青空やおばあちゃんの誕生日。鼻血を垂らした金髪のモデル、女の股ぐらに腰を振る男の横にある寿司桶。札束、銃、炊き上がったご飯でパンパンの電子ジャー。今回の写真展はファッションブランド『 TOGA 』のSNS用に撮り下ろした写真と、日常のスナップ写真とを組み合わせて行われるらしい。世間のほとんどのファッション写真は「カメラ」が撮っていて「人」が撮っていない。それだからか、それらの写真から体温を感じることはほとんどないけれど、夢一平の写真からは、時に暑苦しいくらいの熱を感じる。僕が夢一平の写真に興味を持ち続けるのは、夢一平という人物に興味があるからで、結局、どれだけ時代が進んでも人を惹きつけるのは人なんだと思う。

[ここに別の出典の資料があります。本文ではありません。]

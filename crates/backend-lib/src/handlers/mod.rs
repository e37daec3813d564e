//! HTTP handlers. Each one delegates to `AuthService` and only shapes the response.

mod auth;
mod users;

pub use auth::{login, logout, register};
pub use users::list_users;
use axum::http::{Method, StatusCode};
use serde_json::json;

use crate::test_utils::{list_users, login, logout, register, send, send_raw, test_app};

#[tokio::test]
async fn test_register_login_list_logout() {
    let (app, _state) = test_app();

    let created = register(&app, "sue", "1234").await;
    assert_eq!(created.status, StatusCode::CREATED);
    assert_eq!(created.body, json!({ "id": 1, "username": "sue" }));
    assert!(created.set_cookie.is_none());

    let logged_in = login(&app, "sue", "1234", None).await;
    assert_eq!(logged_in.status, StatusCode::OK);
    assert_eq!(logged_in.message(), "welcome sue");
    let cookie = logged_in.cookie().expect("login sets a session cookie");
    assert!(cookie.starts_with("sid="));
    let set_cookie = logged_in.set_cookie.as_deref().unwrap();
    assert!(set_cookie.contains("HttpOnly"));
    assert!(set_cookie.contains("Max-Age=86400"));

    let users = list_users(&app, Some(&cookie)).await;
    assert_eq!(users.status, StatusCode::OK);
    assert_eq!(users.body, json!([{ "id": 1, "username": "sue" }]));

    let out = logout(&app, Some(&cookie)).await;
    assert_eq!(out.status, StatusCode::OK);
    assert_eq!(out.message(), "logged out");
    assert!(out.clears_cookie());

    let after = list_users(&app, Some(&cookie)).await;
    assert_eq!(after.status, StatusCode::UNAUTHORIZED);
    assert_eq!(after.message(), "unauthorized");
}

#[tokio::test]
async fn test_users_requires_session() {
    let (app, _state) = test_app();
    register(&app, "sue", "1234").await;

    let response = list_users(&app, None).await;
    assert_eq!(response.status, StatusCode::UNAUTHORIZED);
    assert_eq!(response.body, json!({ "message": "unauthorized" }));
}

#[tokio::test]
async fn test_logout_without_session_is_not_an_error() {
    let (app, _state) = test_app();

    let first = logout(&app, None).await;
    assert_eq!(first.status, StatusCode::OK);
    assert_eq!(first.message(), "no session found");
    assert!(first.set_cookie.is_none());

    // Twice in a row behaves the same
    let second = logout(&app, None).await;
    assert_eq!(second.status, StatusCode::OK);
    assert_eq!(second.message(), "no session found");
}

#[tokio::test]
async fn test_register_rejections() {
    let (app, _state) = test_app();
    register(&app, "sue", "1234").await;

    let taken = register(&app, "sue", "abcd").await;
    assert_eq!(taken.status, StatusCode::UNPROCESSABLE_ENTITY);
    assert_eq!(taken.message(), "username already in use");

    let short = register(&app, "bob", "123").await;
    assert_eq!(short.status, StatusCode::UNPROCESSABLE_ENTITY);
    assert_eq!(short.message(), "password must exceed 3 characters");

    let blank = register(&app, "", "1234").await;
    assert_eq!(blank.status, StatusCode::UNPROCESSABLE_ENTITY);
    assert_eq!(blank.message(), "username is required");

    let missing = send(
        &app,
        Method::POST,
        "/register",
        Some(json!({ "username": "bob" })),
        None,
    )
    .await;
    assert_eq!(missing.status, StatusCode::UNPROCESSABLE_ENTITY);
    assert_eq!(missing.message(), "password must exceed 3 characters");

    // Nothing but the first registration was stored
    let cookie = login(&app, "sue", "1234", None).await.cookie().unwrap();
    let users = list_users(&app, Some(&cookie)).await;
    assert_eq!(users.body.as_array().unwrap().len(), 1);
}

#[tokio::test]
async fn test_login_failures_look_the_same() {
    let (app, _state) = test_app();
    register(&app, "sue", "1234").await;

    let unknown = login(&app, "nobody", "1234", None).await;
    let wrong = login(&app, "sue", "wrong", None).await;
    let short = login(&app, "sue", "1", None).await;

    for response in [&unknown, &wrong, &short] {
        assert_eq!(response.status, StatusCode::UNAUTHORIZED);
        assert!(response.set_cookie.is_none());
    }
    assert_eq!(unknown.body, json!({ "message": "invalid credentials" }));
    assert_eq!(unknown.body, wrong.body);
    assert_eq!(wrong.body, short.body);
}

#[tokio::test]
async fn test_users_never_exposes_password_hashes() {
    let (app, _state) = test_app();
    register(&app, "sue", "1234").await;
    register(&app, "bob", "abcd").await;

    let cookie = login(&app, "bob", "abcd", None).await.cookie().unwrap();
    let users = list_users(&app, Some(&cookie)).await;
    assert_eq!(users.status, StatusCode::OK);

    let users = users.body.as_array().unwrap().clone();
    assert_eq!(users.len(), 2);
    for user in users {
        let fields = user.as_object().unwrap();
        assert_eq!(fields.len(), 2);
        assert!(fields.contains_key("id"));
        assert!(fields.contains_key("username"));
    }
}

#[tokio::test]
async fn test_login_rotates_session_id() {
    let (app, _state) = test_app();
    register(&app, "sue", "1234").await;
    register(&app, "bob", "abcd").await;

    let first = login(&app, "sue", "1234", None).await.cookie().unwrap();
    let second = login(&app, "bob", "abcd", Some(&first)).await;
    assert_eq!(second.status, StatusCode::OK);
    let second = second.cookie().unwrap();
    assert_ne!(first, second);

    // The replaced id no longer authenticates
    let stale = list_users(&app, Some(&first)).await;
    assert_eq!(stale.status, StatusCode::UNAUTHORIZED);
    assert!(stale.clears_cookie());

    assert_eq!(list_users(&app, Some(&second)).await.status, StatusCode::OK);
}

#[tokio::test]
async fn test_unknown_cookie_is_anonymous_and_cleared() {
    let (app, _state) = test_app();

    let response = list_users(&app, Some("sid=not-a-real-session")).await;
    assert_eq!(response.status, StatusCode::UNAUTHORIZED);
    assert!(response.clears_cookie());

    let out = logout(&app, Some("sid=not-a-real-session")).await;
    assert_eq!(out.status, StatusCode::OK);
    assert_eq!(out.message(), "no session found");
}

#[tokio::test]
async fn test_concurrent_duplicate_registration() {
    let (app, _state) = test_app();

    let attempts = (0..6).map(|_| register(&app, "sue", "1234"));
    let responses = futures_util::future::join_all(attempts).await;

    let created = responses
        .iter()
        .filter(|r| r.status == StatusCode::CREATED)
        .count();
    assert_eq!(created, 1);
    for rejected in responses.iter().filter(|r| r.status != StatusCode::CREATED) {
        assert_eq!(rejected.status, StatusCode::UNPROCESSABLE_ENTITY);
        assert_eq!(rejected.message(), "username already in use");
    }
}

#[tokio::test]
async fn test_unreadable_body_gets_message_shape() {
    let (app, _state) = test_app();

    let malformed = send_raw(&app, "/register", Some("application/json"), "{not json").await;
    assert_eq!(malformed.status, StatusCode::BAD_REQUEST);
    assert!(!malformed.message().is_empty());

    let untyped = send_raw(&app, "/login", None, "username=sue&password=1234").await;
    assert_eq!(untyped.status, StatusCode::UNSUPPORTED_MEDIA_TYPE);
    assert!(!untyped.message().is_empty());

    let wrong_type = send_raw(
        &app,
        "/login",
        Some("application/json"),
        r#"{"username": 7, "password": "1234"}"#,
    )
    .await;
    assert_eq!(wrong_type.status, StatusCode::UNPROCESSABLE_ENTITY);
    assert!(!wrong_type.message().is_empty());
    assert!(wrong_type.set_cookie.is_none());
}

そんな彼らしい混沌とした日常の写真に時折挟み込まれて来る書道や看板などの「夢」という一文字。コバヤシくんと呼ばれることもある彼に、「いつから夢一平っていう名前でやってるんやっけ?」と聞けば、「生まれた時からッスよ」と言ってニヤリと笑う。そういえば夢一平の名刺には写真家とも、カメラマンとも書かれていない。ただただ、「I AM A DREAM」とだけ赤く記されている。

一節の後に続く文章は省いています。